Kerr D I, Ong J, Johnston G A, Prager R H
Department of Pharmacology, University of Sydney, N.S.W., Australia.
Brain Res. 1989 Feb 20;480(1-2):312-6. doi: 10.1016/0006-8993(89)90198-4.

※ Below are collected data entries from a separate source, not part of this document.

//! Mode-split integrator with a time-averaged barotropic mode.

use std::rc::Rc;

use crate::config::{ModelOptions, PhysicalConstants};
use crate::diagnostics;
use crate::equation::Equation;
use crate::error::Result;
use crate::fields::{self, solution2d, FieldId, FieldSet};
use crate::limiter::TracerLimiter;
use crate::mesh;
use crate::pipeline::required_fields;
use crate::stepper::{reborrow, CrankNicolson, Forcing, Ssprk33, TimeStepper};

use super::{CoupledProblem, CoupledStepper};

/// Barotropic averaging integrator.
///
/// The 2D system is stepped `2M` times across the double window
/// `[t, t + 2 dt]`; the macro-step solution is the flat time average of
/// the visited states (filtering the fast gravity waves the 3D step
/// cannot resolve) and the mid-step free surface is the average over the
/// first half window. The 3D systems then take one whole step against
/// the averaged, hand-sequenced dependency fields, and the 2D velocity
/// restarts from the new 3D depth average.
pub struct CoupledMacroStep {
    stepper_2d: Ssprk33<Box<dyn Equation>>,
    stepper_mom: Ssprk33<Box<dyn Equation>>,
    stepper_salt: Option<Ssprk33<Box<dyn Equation>>>,
    vert_diffusion: Option<Box<dyn TimeStepper>>,
    limiter: Option<Rc<dyn TracerLimiter>>,
    options: ModelOptions,
    constants: PhysicalConstants,
    /// 2D steps per half window.
    n_substeps: usize,
    dt_inner: f64,
    sum: Vec<f64>,
    sum_half: Vec<f64>,
}

impl std::fmt::Debug for CoupledMacroStep {
    fn fmt(&self, f: &mut std::fmt::Formatter<'_>) -> std::fmt::Result {
        f.debug_struct("CoupledMacroStep").finish_non_exhaustive()
    }
}

impl CoupledMacroStep {
    pub fn new(problem: CoupledProblem, fields: &FieldSet) -> Result<Self> {
        problem.validate("CoupledMacroStep")?;
        let CoupledProblem {
            options,
            constants,
            eq_sw,
            eq_momentum,
            eq_vert_momentum,
            eq_salt,
            turbulence: _,
            limiter,
        } = problem;
        for id in required_fields(&options) {
            fields.require(id)?;
        }
        fields.require(FieldId::Elevation3dNplusHalf)?;

        let n_substeps = (options.dt / options.dt_2d).ceil().max(1.0) as usize;
        let dt_inner = options.dt / n_substeps as f64;
        tracing::info!(n_substeps, dt_inner, "barotropic averaging schedule");

        let n_sol2d = eq_sw.n_dofs();
        Ok(Self {
            stepper_2d: Ssprk33::new(eq_sw, FieldId::Solution2d),
            stepper_mom: Ssprk33::new(eq_momentum, FieldId::Velocity3d),
            stepper_salt: eq_salt.map(|eq| Ssprk33::new(eq, FieldId::Salinity3d)),
            vert_diffusion: eq_vert_momentum.map(|eq| {
                Box::new(
                    CrankNicolson::new(eq, FieldId::Velocity3d)
                        .with_theta(0.6)
                        .with_semi_implicit(),
                ) as Box<dyn TimeStepper>
            }),
            limiter,
            options,
            constants,
            n_substeps,
            dt_inner,
            sum: vec![0.0; n_sol2d],
            sum_half: vec![0.0; n_sol2d],
        })
    }

    /// Sub-cycle the 2D system over `[t, t + 2 dt]` and replace its state
    /// by the window average; returns the half-window elevation average.
    fn advance_2d_averaged(
        &mut self,
        t: f64,
        fields: &mut FieldSet,
        mut forcing_2d: Forcing<'_>,
    ) -> Result<Vec<f64>> {
        let m = self.n_substeps;
        self.sum.copy_from_slice(fields.values(FieldId::Solution2d));
        self.sum_half.copy_from_slice(&self.sum);

        for i in 0..2 * m {
            self.stepper_2d.advance(
                t + i as f64 * self.dt_inner,
                self.dt_inner,
                fields,
                reborrow(&mut forcing_2d),
            )?;
            let sol = fields.values(FieldId::Solution2d);
            fields::axpy(&mut self.sum, 1.0, sol);
            if i < m {
                fields::axpy(&mut self.sum_half, 1.0, sol);
            }
        }
        fields::scale(&mut self.sum, 1.0 / (2 * m + 1) as f64);
        fields::scale(&mut self.sum_half, 1.0 / (m + 1) as f64);

        fields
            .values_mut(FieldId::Solution2d)
            .copy_from_slice(&self.sum);
        let n_columns = fields.grid().n_columns;
        Ok((0..n_columns)
            .map(|c| self.sum_half[3 * c + solution2d::ETA])
            .collect())
    }

    fn broadcast_elevations(&self, fields: &mut FieldSet, eta_half: &[f64]) {
        let grid = *fields.grid();
        let eta: Vec<f64> = (0..grid.n_columns)
            .map(|c| fields.values(FieldId::Solution2d)[3 * c + solution2d::ETA])
            .collect();
        fields::copy_surface_to_volume(&grid, 1, &eta, fields.values_mut(FieldId::Elevation3d));
        fields::copy_surface_to_volume(
            &grid,
            1,
            eta_half,
            fields.values_mut(FieldId::Elevation3dNplusHalf),
        );
    }

    /// Restart the 2D velocity from the new 3D depth average.
    fn restart_2d_from_depth_average(&self, fields: &mut FieldSet) {
        let grid = *fields.grid();
        let heights = fields.values(FieldId::ElemHeight3d).to_vec();
        let mut dav = vec![0.0; grid.n_columns * 2];
        fields::depth_average(
            &grid,
            2,
            fields.values(FieldId::Velocity3d),
            &heights,
            &mut dav,
        );
        fields
            .values_mut(FieldId::DepthAvgVelocity2d)
            .copy_from_slice(&dav);
        {
            let sol = fields.values_mut(FieldId::Solution2d);
            for c in 0..grid.n_columns {
                sol[3 * c + solution2d::U] = dav[2 * c];
                sol[3 * c + solution2d::V] = dav[2 * c + 1];
            }
        }
        fields::copy_surface_to_volume(
            &grid,
            2,
            &dav,
            fields.values_mut(FieldId::DepthAvgVelocity3d),
        );
    }
}

impl CoupledStepper for CoupledMacroStep {
    fn name(&self) -> &'static str {
        "CoupledMacroStep"
    }

    fn initialize(&mut self, fields: &mut FieldSet) -> Result<()> {
        if fields.has(FieldId::HElemSize3d) {
            diagnostics::init_h_elem_size(fields);
        }
        if self.options.use_ale_moving_mesh {
            mesh::init_reference_coordinates(fields);
            mesh::update_coordinates(fields);
        }
        self.stepper_2d.initialize(fields)?;
        self.stepper_mom.initialize(fields)?;
        if let Some(stepper) = self.stepper_salt.as_mut() {
            stepper.initialize(fields)?;
        }
        if let Some(stepper) = self.vert_diffusion.as_mut() {
            stepper.initialize(fields)?;
        }
        Ok(())
    }

    fn advance(
        &mut self,
        t: f64,
        fields: &mut FieldSet,
        forcing_2d: Forcing<'_>,
        mut forcing_3d: Forcing<'_>,
    ) -> Result<()> {
        let dt = self.options.dt;

        let eta_half = self.advance_2d_averaged(t, fields, forcing_2d)?;
        self.broadcast_elevations(fields, &eta_half);
        if self.options.use_ale_moving_mesh {
            mesh::update_coordinates(fields);
        }
        if self.options.use_bottom_friction {
            diagnostics::compute_bottom_friction(fields, &self.constants);
            if self.options.use_parabolic_viscosity {
                diagnostics::compute_parabolic_viscosity(fields, &self.constants);
            }
        }
        if self.options.baroclinic {
            diagnostics::compute_baroclinic_head(fields, &self.constants);
        }

        self.stepper_mom
            .advance(t, dt, fields, reborrow(&mut forcing_3d))?;
        if self.options.solve_vert_diffusion {
            if let Some(stepper) = self.vert_diffusion.as_mut() {
                stepper.advance(t, dt, fields, None)?;
            }
        }
        diagnostics::compute_vert_velocity(fields);
        if self.options.use_ale_moving_mesh {
            mesh::compute_mesh_velocity(fields);
        }

        if let Some(stepper) = self.stepper_salt.as_mut() {
            stepper.advance(t, dt, fields, reborrow(&mut forcing_3d))?;
            if self.options.use_limiter_for_tracers {
                if let Some(limiter) = &self.limiter {
                    limiter.apply(fields.values_mut(FieldId::Salinity3d));
                }
            }
        }

        self.restart_2d_from_depth_average(fields);
        Ok(())
    }
}

#[cfg(test)]
mod tests {
    use crate::config::{ModelOptions, PhysicalConstants};
    use crate::equation::{EquationKind, TermGroup};
    use crate::mesh::Geometry;

    use super::super::testutil::{problem_fields, Relax3d};
    use super::*;

    const TOL: f64 = 1e-12;

    /// Free surface rising at a constant rate; velocity frozen.
    struct Ramp2d {
        rate: f64,
        n_columns: usize,
    }

    impl Equation for Ramp2d {
        fn kind(&self) -> EquationKind {
            EquationKind::ShallowWater2d
        }
        fn n_dofs(&self) -> usize {
            3 * self.n_columns
        }
        fn apply_mass(&self, _g: &Geometry, u: &[f64], out: &mut [f64]) {
            out.copy_from_slice(u);
        }
        fn solve_mass(&self, _g: &Geometry, rhs: &[f64], out: &mut [f64]) -> Result<()> {
            out.copy_from_slice(rhs);
            Ok(())
        }
        fn residual(
            &self,
            _group: TermGroup,
            _u: &[f64],
            _u_nl: &[f64],
            _fields: &FieldSet,
            _fields_old: &FieldSet,
            _t: f64,
            out: &mut [f64],
        ) {
            for c in 0..self.n_columns {
                out[3 * c + solution2d::U] = 0.0;
                out[3 * c + solution2d::V] = 0.0;
                out[3 * c + solution2d::ETA] = self.rate;
            }
        }
    }

    fn ramp_problem(options: ModelOptions, rate: f64) -> CoupledProblem {
        CoupledProblem::new(
            options,
            PhysicalConstants::default(),
            Box::new(Ramp2d {
                rate,
                n_columns: 2,
            }),
            Box::new(Relax3d {
                kind: EquationKind::Momentum3d,
                rate: 0.05,
                n: 12,
            }),
        )
    }

    fn macro_fields(options: &ModelOptions) -> FieldSet {
        let mut f = problem_fields(options);
        f.register(FieldId::Elevation3dNplusHalf);
        f
    }

    #[test]
    fn averaging_centers_the_free_surface_on_the_macro_step() {
        // on a linear ramp the flat average over [t, t + 2 dt] lands
        // exactly on t + dt, and the half-window average on t + dt/2
        let rate = 0.1;
        let options = ModelOptions::new(10.0, 3.0);
        let mut fields = macro_fields(&options);
        for c in 0..2 {
            fields.values_mut(FieldId::Solution2d)[3 * c + solution2d::ETA] = 1.0;
        }
        let mut stepper = CoupledMacroStep::new(ramp_problem(options, rate), &fields).unwrap();
        stepper.initialize(&mut fields).unwrap();
        stepper.advance(0.0, &mut fields, None, None).unwrap();

        let sol = fields.values(FieldId::Solution2d);
        for c in 0..2 {
            assert!((sol[3 * c + solution2d::ETA] - 2.0).abs() < TOL);
        }
        for &eta in fields.values(FieldId::Elevation3d) {
            assert!((eta - 2.0).abs() < TOL);
        }
        for &eta in fields.values(FieldId::Elevation3dNplusHalf) {
            assert!((eta - 1.5).abs() < TOL);
        }
    }

    #[test]
    fn the_2d_velocity_restarts_from_the_3d_depth_average() {
        let options = ModelOptions::new(10.0, 3.0);
        let mut fields = macro_fields(&options);
        {
            let grid = *fields.grid();
            let uv = fields.values_mut(FieldId::Velocity3d);
            for c in 0..2 {
                for l in 0..3 {
                    uv[grid.idx3(c, l, 2, 0)] = 0.3 * (l as f64 + 1.0);
                }
            }
        }
        let mut stepper = CoupledMacroStep::new(ramp_problem(options, 0.0), &fields).unwrap();
        stepper.initialize(&mut fields).unwrap();
        stepper.advance(0.0, &mut fields, None, None).unwrap();

        let grid = *fields.grid();
        let heights = fields.values(FieldId::ElemHeight3d).to_vec();
        let mut dav = vec![0.0; 4];
        fields::depth_average(
            &grid,
            2,
            fields.values(FieldId::Velocity3d),
            &heights,
            &mut dav,
        );
        let sol = fields.values(FieldId::Solution2d);
        for c in 0..2 {
            assert!((sol[3 * c + solution2d::U] - dav[2 * c]).abs() < TOL);
        }
    }

    #[test]
    fn the_2d_window_covers_a_double_macro_step() {
        let options = ModelOptions::new(10.0, 3.0);
        let mut fields = macro_fields(&options);
        let mut stepper = CoupledMacroStep::new(ramp_problem(options, 0.0), &fields).unwrap();
        stepper.initialize(&mut fields).unwrap();

        let mut times = Vec::new();
        let mut record = |t: f64| times.push(t);
        stepper
            .advance(5.0, &mut fields, Some(&mut record), None)
            .unwrap();

        // 2 * ceil(10/3) = 8 substeps, three residuals each
        assert_eq!(times.len(), 24);
        assert_eq!(times[0], 5.0);
        for &ts in &times {
            assert!(ts >= 5.0 - TOL && ts <= 25.0 + TOL);
        }
    }

    #[test]
    fn missing_mid_step_elevation_field_is_rejected() {
        let options = ModelOptions::new(10.0, 3.0);
        let fields = problem_fields(&options);
        let err = CoupledMacroStep::new(ramp_problem(options, 0.0), &fields).unwrap_err();
        assert!(matches!(err, crate::error::ModelError::MissingField(_)));
    }
}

Baclofen, 3-amino-propylphosphonic acid (3-APPA), and beta-phenyl-GABA (BPG), each reduced the frequency of spontaneous paroxysmal discharges in rat neocortical slices maintained in Mg2+-free medium, reversibly antagonised by phaclofen and 4-amino-butylphosphonic acid (4-ABPA). At lower concentrations, not influencing the discharges, both 3-APPA and BPG also reversibly antagonised this action of baclofen. However, des-chloro-phaclofen was inactive. Thus, phaclofen and 4-ABPA are GABAB-receptor antagonists in neocortex, whereas both 3-APPA and BPG have partial agonist/antagonist activity at cortical GABAB-receptors.
巴氯芬、3-氨基丙基膦酸(3-APPA)和β-苯基-GABA(BPG)均可降低无镁培养基中大鼠新皮质切片的自发性阵发性放电频率,该作用可被法氯芬和4-氨基丁基膦酸(4-ABPA)可逆性拮抗。在较低浓度下,3-APPA和BPG均不影响放电,但也可可逆性拮抗巴氯芬的这一作用。然而,去氯法氯芬无活性。因此,法氯芬和4-ABPA是新皮质中的GABAB受体拮抗剂,而3-APPA和BPG在皮质GABAB受体上均具有部分激动剂/拮抗剂活性。